──────── THE DATA
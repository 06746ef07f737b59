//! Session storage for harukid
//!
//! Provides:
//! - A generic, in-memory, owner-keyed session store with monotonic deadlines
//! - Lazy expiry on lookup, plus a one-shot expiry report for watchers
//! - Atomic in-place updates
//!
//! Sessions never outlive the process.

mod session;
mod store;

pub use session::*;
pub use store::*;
────────────────
ABOUT THIS EXERCISE
Among the lines above, repeat exactly those from the line with "with monotonic deadlines" to the line with "pub use session::*;", counting both ends.

TASK OUTPUT
//! - A generic, in-memory, owner-keyed session store with monotonic deadlines
//! - Lazy expiry on lookup, plus a one-shot expiry report for watchers
//! - Atomic in-place updates
//!
//! Sessions never outlive the process.

mod session;
mod store;

pub use session::*;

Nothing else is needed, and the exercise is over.